§ **ABOUT THIS TASK**
Each entry must be printed again without a single change.

Collected data entries
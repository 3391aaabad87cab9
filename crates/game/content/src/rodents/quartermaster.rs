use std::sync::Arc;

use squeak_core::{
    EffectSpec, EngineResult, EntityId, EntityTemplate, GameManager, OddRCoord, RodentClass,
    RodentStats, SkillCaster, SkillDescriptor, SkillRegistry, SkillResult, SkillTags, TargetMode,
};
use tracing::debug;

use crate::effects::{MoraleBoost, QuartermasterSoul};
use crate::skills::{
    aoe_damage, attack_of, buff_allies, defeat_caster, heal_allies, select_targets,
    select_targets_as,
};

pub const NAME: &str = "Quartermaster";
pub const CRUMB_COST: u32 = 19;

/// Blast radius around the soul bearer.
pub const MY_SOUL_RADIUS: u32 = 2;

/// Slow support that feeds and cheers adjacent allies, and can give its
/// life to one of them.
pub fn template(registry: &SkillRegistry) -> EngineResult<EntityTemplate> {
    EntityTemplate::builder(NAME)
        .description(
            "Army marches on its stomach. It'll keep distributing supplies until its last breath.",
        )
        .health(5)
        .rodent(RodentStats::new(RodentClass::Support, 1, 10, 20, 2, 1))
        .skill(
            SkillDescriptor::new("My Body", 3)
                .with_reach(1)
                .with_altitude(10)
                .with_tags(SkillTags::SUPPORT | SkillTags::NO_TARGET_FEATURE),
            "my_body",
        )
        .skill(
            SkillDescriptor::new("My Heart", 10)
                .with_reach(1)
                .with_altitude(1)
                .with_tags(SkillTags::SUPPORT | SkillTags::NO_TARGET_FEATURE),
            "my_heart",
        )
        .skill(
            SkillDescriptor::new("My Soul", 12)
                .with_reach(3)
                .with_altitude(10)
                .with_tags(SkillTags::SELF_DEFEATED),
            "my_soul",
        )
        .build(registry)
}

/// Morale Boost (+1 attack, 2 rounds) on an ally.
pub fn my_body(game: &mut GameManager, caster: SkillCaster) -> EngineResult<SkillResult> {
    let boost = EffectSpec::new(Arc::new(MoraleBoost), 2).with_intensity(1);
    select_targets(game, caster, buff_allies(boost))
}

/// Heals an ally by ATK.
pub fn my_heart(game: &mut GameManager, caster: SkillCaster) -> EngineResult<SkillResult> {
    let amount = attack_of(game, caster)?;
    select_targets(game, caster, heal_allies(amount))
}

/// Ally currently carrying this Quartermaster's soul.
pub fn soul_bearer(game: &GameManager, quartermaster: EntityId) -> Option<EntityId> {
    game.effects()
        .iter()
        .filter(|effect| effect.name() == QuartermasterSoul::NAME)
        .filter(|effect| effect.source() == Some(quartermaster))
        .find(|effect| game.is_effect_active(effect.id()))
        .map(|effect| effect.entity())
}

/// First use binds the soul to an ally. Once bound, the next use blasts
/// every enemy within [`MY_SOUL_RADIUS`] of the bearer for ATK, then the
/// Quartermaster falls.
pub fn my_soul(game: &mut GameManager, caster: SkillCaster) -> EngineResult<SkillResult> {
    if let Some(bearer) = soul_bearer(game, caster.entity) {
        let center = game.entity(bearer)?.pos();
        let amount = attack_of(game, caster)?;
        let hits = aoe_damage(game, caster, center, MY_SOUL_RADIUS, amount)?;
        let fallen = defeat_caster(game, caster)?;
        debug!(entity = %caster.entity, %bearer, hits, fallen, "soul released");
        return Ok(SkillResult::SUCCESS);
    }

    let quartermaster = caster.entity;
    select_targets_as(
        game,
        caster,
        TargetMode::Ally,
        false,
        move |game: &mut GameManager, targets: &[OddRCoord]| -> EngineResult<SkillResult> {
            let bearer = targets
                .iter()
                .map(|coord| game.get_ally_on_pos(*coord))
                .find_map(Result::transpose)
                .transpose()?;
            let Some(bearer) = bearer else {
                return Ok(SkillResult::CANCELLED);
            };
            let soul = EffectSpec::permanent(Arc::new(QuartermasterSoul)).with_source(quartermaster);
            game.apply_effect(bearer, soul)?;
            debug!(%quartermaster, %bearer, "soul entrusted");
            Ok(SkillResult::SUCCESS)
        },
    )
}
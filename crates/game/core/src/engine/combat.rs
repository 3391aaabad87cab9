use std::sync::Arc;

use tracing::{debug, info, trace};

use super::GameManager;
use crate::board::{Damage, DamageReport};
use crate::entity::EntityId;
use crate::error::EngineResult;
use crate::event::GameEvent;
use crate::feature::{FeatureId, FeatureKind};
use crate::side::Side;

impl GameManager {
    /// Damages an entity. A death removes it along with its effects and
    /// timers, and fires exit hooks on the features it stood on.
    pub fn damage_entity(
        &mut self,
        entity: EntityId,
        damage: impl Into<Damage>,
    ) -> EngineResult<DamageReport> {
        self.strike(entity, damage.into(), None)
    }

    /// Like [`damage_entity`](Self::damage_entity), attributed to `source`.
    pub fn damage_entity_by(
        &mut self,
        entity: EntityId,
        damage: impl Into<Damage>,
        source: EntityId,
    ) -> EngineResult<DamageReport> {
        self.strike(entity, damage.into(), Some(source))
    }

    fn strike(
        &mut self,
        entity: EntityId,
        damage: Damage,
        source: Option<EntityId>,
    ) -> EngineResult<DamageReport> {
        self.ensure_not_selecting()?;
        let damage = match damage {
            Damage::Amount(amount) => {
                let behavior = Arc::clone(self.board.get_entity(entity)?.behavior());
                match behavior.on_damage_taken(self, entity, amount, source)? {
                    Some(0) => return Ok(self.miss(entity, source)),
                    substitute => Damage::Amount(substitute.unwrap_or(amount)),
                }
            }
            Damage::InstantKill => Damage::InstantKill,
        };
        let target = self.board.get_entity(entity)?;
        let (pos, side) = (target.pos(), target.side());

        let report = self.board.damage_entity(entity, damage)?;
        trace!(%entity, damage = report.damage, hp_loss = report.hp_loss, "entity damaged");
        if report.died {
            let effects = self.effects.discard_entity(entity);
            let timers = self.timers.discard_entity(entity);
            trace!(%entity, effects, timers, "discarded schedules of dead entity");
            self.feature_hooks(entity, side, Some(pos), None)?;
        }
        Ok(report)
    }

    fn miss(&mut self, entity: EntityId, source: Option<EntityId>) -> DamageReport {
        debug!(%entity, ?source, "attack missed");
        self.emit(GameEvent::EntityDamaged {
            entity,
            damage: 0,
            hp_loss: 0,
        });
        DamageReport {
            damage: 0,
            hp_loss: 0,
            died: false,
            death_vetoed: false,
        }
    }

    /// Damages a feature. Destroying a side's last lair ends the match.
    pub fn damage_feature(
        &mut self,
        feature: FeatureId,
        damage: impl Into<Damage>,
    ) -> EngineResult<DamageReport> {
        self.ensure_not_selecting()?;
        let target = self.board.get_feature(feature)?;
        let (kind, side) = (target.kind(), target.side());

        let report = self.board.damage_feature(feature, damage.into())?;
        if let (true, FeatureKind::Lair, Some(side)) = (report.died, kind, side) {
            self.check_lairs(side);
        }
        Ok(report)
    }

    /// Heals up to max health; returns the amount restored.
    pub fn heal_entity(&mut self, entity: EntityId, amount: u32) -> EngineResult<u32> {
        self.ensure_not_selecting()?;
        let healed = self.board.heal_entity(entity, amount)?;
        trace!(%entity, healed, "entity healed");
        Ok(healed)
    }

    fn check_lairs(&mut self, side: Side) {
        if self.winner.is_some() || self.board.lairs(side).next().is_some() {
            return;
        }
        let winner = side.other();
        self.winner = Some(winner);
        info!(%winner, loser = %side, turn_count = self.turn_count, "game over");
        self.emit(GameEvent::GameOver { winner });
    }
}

§ **FINAL ANSWER**
repository 3391aaabad87cab9
filename crates/game/content/src/rodents/quartermaster.rs
use std::sync::Arc;

use squeak_core::{
    EffectSpec, EngineResult, EntityId, EntityTemplate, GameManager, OddRCoord, RodentClass,
    RodentStats, SkillCaster, SkillDescriptor, SkillRegistry, SkillResult, SkillTags, TargetMode,
};
use tracing::debug;

use crate::effects::{MoraleBoost, QuartermasterSoul};
use crate::skills::{
    aoe_damage, attack_of, buff_allies, defeat_caster, heal_allies, select_targets,
    select_targets_as,
};

pub const NAME: &str = "Quartermaster";
pub const CRUMB_COST: u32 = 19;

/// Blast radius around the soul bearer.
pub const MY_SOUL_RADIUS: u32 = 2;

/// Slow support that feeds and cheers adjacent allies, and can give its
/// life to one of them.
pub fn template(registry: &SkillRegistry) -> EngineResult<EntityTemplate> {
    EntityTemplate::builder(NAME)
        .description(
            "Army marches on its stomach. It'll keep distributing supplies until its last breath.",
        )
        .health(5)
        .rodent(RodentStats::new(RodentClass::Support, 1, 10, 20, 2, 1))
        .skill(
            SkillDescriptor::new("My Body", 3)
                .with_reach(1)
                .with_altitude(10)
                .with_tags(SkillTags::SUPPORT | SkillTags::NO_TARGET_FEATURE),
            "my_body",
        )
        .skill(
            SkillDescriptor::new("My Heart", 10)
                .with_reach(1)
                .with_altitude(1)
                .with_tags(SkillTags::SUPPORT | SkillTags::NO_TARGET_FEATURE),
            "my_heart",
        )
        .skill(
            SkillDescriptor::new("My Soul", 12)
                .with_reach(3)
                .with_altitude(10)
                .with_tags(SkillTags::SELF_DEFEATED),
            "my_soul",
        )
        .build(registry)
}

/// Morale Boost (+1 attack, 2 rounds) on an ally.
pub fn my_body(game: &mut GameManager, caster: SkillCaster) -> EngineResult<SkillResult> {
    let boost = EffectSpec::new(Arc::new(MoraleBoost), 2).with_intensity(1);
    select_targets(game, caster, buff_allies(boost))
}

/// Heals an ally by ATK.
pub fn my_heart(game: &mut GameManager, caster: SkillCaster) -> EngineResult<SkillResult> {
    let amount = attack_of(game, caster)?;
    select_targets(game, caster, heal_allies(amount))
}

/// Ally currently carrying this Quartermaster's soul.
pub fn soul_bearer(game: &GameManager, quartermaster: EntityId) -> Option<EntityId> {
    game.effects()
        .iter()
        .filter(|effect| effect.name() == QuartermasterSoul::NAME)
        .filter(|effect| effect.source() == Some(quartermaster))
        .find(|effect| game.is_effect_active(effect.id()))
        .map(|effect| effect.entity())
}

/// First use binds the soul to an ally. Once bound, the next use blasts
/// every enemy within [`MY_SOUL_RADIUS`] of the bearer for ATK, then the
/// Quartermaster falls.
pub fn my_soul(game: &mut GameManager, caster: SkillCaster) -> EngineResult<SkillResult> {
    if let Some(bearer) = soul_bearer(game, caster.entity) {
        let center = game.entity(bearer)?.pos();
        let amount = attack_of(game, caster)?;
        let hits = aoe_damage(game, caster, center, MY_SOUL_RADIUS, amount)?;
        let fallen = defeat_caster(game, caster)?;
        debug!(entity = %caster.entity, %bearer, hits, fallen, "soul released");
        return Ok(SkillResult::SUCCESS);
    }

    let quartermaster = caster.entity;
    select_targets_as(
        game,
        caster,
        TargetMode::Ally,
        false,
        move |game: &mut GameManager, targets: &[OddRCoord]| -> EngineResult<SkillResult> {
            let bearer = targets
                .iter()
                .map(|coord| game.get_ally_on_pos(*coord))
                .find_map(Result::transpose)
                .transpose()?;
            let Some(bearer) = bearer else {
                return Ok(SkillResult::CANCELLED);
            };
            let soul = EffectSpec::permanent(Arc::new(QuartermasterSoul)).with_source(quartermaster);
            game.apply_effect(bearer, soul)?;
            debug!(%quartermaster, %bearer, "soul entrusted");
            Ok(SkillResult::SUCCESS)
        },
    )
}
filename crates/game/core/src/engine/combat.rs
repository 3391aaabad87cab9
use std::sync::Arc;

use tracing::{debug, info, trace};

use super::GameManager;
use crate::board::{Damage, DamageReport};
use crate::entity::EntityId;
use crate::error::EngineResult;
use crate::event::GameEvent;
use crate::feature::{FeatureId, FeatureKind};
use crate::side::Side;

impl GameManager {
    /// Damages an entity. A death removes it along with its effects and
    /// timers, and fires exit hooks on the features it stood on.
    pub fn damage_entity(
        &mut self,
        entity: EntityId,
        damage: impl Into<Damage>,
    ) -> EngineResult<DamageReport> {
        self.strike(entity, damage.into(), None)
    }

    /// Like [`damage_entity`](Self::damage_entity), attributed to `source`.
    pub fn damage_entity_by(
        &mut self,
        entity: EntityId,
        damage: impl Into<Damage>,
        source: EntityId,
    ) -> EngineResult<DamageReport> {
        self.strike(entity, damage.into(), Some(source))
    }

    fn strike(
        &mut self,
        entity: EntityId,
        damage: Damage,
        source: Option<EntityId>,
    ) -> EngineResult<DamageReport> {
        self.ensure_not_selecting()?;
        let damage = match damage {
            Damage::Amount(amount) => {
                let behavior = Arc::clone(self.board.get_entity(entity)?.behavior());
                match behavior.on_damage_taken(self, entity, amount, source)? {
                    Some(0) => return Ok(self.miss(entity, source)),
                    substitute => Damage::Amount(substitute.unwrap_or(amount)),
                }
            }
            Damage::InstantKill => Damage::InstantKill,
        };
        let target = self.board.get_entity(entity)?;
        let (pos, side) = (target.pos(), target.side());

        let report = self.board.damage_entity(entity, damage)?;
        trace!(%entity, damage = report.damage, hp_loss = report.hp_loss, "entity damaged");
        if report.died {
            let effects = self.effects.discard_entity(entity);
            let timers = self.timers.discard_entity(entity);
            trace!(%entity, effects, timers, "discarded schedules of dead entity");
            self.feature_hooks(entity, side, Some(pos), None)?;
        }
        Ok(report)
    }

    fn miss(&mut self, entity: EntityId, source: Option<EntityId>) -> DamageReport {
        debug!(%entity, ?source, "attack missed");
        self.emit(GameEvent::EntityDamaged {
            entity,
            damage: 0,
            hp_loss: 0,
        });
        DamageReport {
            damage: 0,
            hp_loss: 0,
            died: false,
            death_vetoed: false,
        }
    }

    /// Damages a feature. Destroying a side's last lair ends the match.
    pub fn damage_feature(
        &mut self,
        feature: FeatureId,
        damage: impl Into<Damage>,
    ) -> EngineResult<DamageReport> {
        self.ensure_not_selecting()?;
        let target = self.board.get_feature(feature)?;
        let (kind, side) = (target.kind(), target.side());

        let report = self.board.damage_feature(feature, damage.into())?;
        if let (true, FeatureKind::Lair, Some(side)) = (report.died, kind, side) {
            self.check_lairs(side);
        }
        Ok(report)
    }

    /// Heals up to max health; returns the amount restored.
    pub fn heal_entity(&mut self, entity: EntityId, amount: u32) -> EngineResult<u32> {
        self.ensure_not_selecting()?;
        let healed = self.board.heal_entity(entity, amount)?;
        trace!(%entity, healed, "entity healed");
        Ok(healed)
    }

    fn check_lairs(&mut self, side: Side) {
        if self.winner.is_some() || self.board.lairs(side).next().is_some() {
            return;
        }
        let winner = side.other();
        self.winner = Some(winner);
        info!(%winner, loser = %side, turn_count = self.turn_count, "game over");
        self.emit(GameEvent::GameOver { winner });
    }
}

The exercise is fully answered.